REQUIRED ACTION
Each line of the records that holds "lines" should be shown in full.

Start of PROVIDED RECORDS

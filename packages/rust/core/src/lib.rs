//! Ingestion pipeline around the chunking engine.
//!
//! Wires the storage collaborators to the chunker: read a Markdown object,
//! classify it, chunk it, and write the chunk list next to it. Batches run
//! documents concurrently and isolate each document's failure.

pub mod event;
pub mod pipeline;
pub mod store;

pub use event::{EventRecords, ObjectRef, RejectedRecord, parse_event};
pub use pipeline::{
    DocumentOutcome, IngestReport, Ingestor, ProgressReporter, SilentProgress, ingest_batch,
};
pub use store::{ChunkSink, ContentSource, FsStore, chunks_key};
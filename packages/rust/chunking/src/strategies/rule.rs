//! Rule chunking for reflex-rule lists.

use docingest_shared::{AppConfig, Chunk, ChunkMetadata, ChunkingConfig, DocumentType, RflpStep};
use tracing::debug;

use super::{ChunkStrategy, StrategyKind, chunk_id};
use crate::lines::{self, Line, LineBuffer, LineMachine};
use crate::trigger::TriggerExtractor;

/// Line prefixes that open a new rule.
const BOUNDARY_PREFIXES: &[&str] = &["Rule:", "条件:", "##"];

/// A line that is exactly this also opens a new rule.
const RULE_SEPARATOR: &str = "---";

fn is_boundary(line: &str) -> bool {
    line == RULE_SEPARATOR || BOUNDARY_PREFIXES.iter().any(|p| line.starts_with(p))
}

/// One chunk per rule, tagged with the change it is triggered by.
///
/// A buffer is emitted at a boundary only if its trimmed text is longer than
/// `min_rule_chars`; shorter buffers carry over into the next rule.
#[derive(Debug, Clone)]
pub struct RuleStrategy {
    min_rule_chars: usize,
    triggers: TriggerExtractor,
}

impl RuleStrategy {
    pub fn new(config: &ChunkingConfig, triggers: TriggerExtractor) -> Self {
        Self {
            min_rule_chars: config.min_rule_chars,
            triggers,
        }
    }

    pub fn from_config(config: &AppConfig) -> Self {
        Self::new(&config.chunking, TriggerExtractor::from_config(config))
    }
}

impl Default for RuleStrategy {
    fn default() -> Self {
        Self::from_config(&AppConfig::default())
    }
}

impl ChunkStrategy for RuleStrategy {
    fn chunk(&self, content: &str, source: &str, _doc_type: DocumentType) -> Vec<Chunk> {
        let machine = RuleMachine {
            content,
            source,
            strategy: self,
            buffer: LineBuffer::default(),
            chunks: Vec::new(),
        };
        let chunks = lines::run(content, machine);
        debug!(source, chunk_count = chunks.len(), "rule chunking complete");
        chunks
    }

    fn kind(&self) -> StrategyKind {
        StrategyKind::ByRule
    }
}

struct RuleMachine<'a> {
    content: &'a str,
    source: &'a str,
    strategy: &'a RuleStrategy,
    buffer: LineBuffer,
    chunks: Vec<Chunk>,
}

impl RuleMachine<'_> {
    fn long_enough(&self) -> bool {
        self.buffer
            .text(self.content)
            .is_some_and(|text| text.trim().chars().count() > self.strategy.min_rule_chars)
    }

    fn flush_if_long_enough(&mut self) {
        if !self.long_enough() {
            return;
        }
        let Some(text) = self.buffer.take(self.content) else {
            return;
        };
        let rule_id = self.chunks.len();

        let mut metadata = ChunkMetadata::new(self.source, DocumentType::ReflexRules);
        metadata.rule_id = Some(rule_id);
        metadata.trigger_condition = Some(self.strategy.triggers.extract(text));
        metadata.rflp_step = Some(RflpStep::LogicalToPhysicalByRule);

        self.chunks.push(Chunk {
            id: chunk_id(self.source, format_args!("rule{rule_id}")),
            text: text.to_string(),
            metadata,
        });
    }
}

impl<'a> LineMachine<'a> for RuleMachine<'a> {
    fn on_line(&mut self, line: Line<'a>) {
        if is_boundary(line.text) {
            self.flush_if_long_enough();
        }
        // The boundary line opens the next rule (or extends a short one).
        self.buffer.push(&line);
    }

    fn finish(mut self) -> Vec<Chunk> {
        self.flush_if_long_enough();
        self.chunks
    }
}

End of PROVIDED RECORDS
Start of PROVIDED RECORDS

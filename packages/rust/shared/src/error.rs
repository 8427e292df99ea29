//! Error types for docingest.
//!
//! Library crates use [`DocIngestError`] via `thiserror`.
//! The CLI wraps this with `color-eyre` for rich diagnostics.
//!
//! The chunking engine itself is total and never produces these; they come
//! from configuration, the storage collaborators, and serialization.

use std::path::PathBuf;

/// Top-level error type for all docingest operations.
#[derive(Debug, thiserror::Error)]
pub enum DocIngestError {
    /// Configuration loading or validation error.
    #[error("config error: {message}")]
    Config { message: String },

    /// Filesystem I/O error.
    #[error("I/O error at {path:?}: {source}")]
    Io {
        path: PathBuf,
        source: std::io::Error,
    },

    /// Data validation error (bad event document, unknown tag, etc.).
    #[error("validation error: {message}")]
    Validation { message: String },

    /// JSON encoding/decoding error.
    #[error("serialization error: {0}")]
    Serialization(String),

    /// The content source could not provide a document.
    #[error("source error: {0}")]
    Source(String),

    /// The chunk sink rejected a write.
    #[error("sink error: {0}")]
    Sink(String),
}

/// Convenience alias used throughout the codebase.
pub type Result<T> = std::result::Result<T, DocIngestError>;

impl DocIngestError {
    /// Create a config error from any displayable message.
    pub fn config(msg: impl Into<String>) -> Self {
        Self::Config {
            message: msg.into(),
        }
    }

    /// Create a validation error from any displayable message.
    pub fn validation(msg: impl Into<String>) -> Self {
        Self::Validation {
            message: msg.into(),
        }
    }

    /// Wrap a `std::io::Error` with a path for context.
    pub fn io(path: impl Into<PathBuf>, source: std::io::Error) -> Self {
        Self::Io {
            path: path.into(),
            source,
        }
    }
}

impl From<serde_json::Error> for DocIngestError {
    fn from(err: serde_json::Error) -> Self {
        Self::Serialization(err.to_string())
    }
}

End of PROVIDED RECORDS
Start of PROVIDED RECORDS

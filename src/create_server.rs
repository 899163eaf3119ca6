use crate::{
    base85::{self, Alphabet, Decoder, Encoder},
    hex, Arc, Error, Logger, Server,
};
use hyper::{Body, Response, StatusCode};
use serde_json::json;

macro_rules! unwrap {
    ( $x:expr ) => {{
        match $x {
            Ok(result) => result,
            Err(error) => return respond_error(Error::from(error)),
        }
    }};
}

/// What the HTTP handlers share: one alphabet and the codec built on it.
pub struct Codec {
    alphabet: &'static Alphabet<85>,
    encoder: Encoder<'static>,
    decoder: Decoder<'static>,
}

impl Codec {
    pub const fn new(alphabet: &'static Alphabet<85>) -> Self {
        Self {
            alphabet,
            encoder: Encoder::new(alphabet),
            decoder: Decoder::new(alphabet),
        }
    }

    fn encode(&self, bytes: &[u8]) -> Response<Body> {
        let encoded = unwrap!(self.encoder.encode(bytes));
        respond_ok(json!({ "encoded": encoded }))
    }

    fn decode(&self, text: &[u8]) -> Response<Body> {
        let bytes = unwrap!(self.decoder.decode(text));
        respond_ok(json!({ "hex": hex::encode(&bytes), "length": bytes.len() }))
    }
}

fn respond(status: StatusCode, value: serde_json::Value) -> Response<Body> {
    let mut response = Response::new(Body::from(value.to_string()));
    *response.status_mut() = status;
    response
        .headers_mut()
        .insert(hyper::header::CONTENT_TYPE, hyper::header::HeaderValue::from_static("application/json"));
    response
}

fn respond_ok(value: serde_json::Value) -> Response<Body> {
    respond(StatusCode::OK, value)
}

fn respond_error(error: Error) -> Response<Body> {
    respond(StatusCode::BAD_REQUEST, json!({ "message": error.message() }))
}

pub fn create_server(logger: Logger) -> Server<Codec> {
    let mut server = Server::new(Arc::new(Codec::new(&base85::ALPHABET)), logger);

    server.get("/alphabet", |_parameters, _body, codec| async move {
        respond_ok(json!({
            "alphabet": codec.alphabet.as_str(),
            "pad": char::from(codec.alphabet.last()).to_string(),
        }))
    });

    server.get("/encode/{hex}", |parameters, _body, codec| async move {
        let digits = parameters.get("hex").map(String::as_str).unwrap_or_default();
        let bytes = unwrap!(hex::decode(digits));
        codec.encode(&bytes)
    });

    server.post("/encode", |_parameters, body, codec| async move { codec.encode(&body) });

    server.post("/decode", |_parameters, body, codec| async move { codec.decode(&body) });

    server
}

End of PROVIDED RECORDS

ANSWER BOX
use crate::lines::{self, Line, LineBuffer, LineMachine};
        let chunks = lines::run(content, machine);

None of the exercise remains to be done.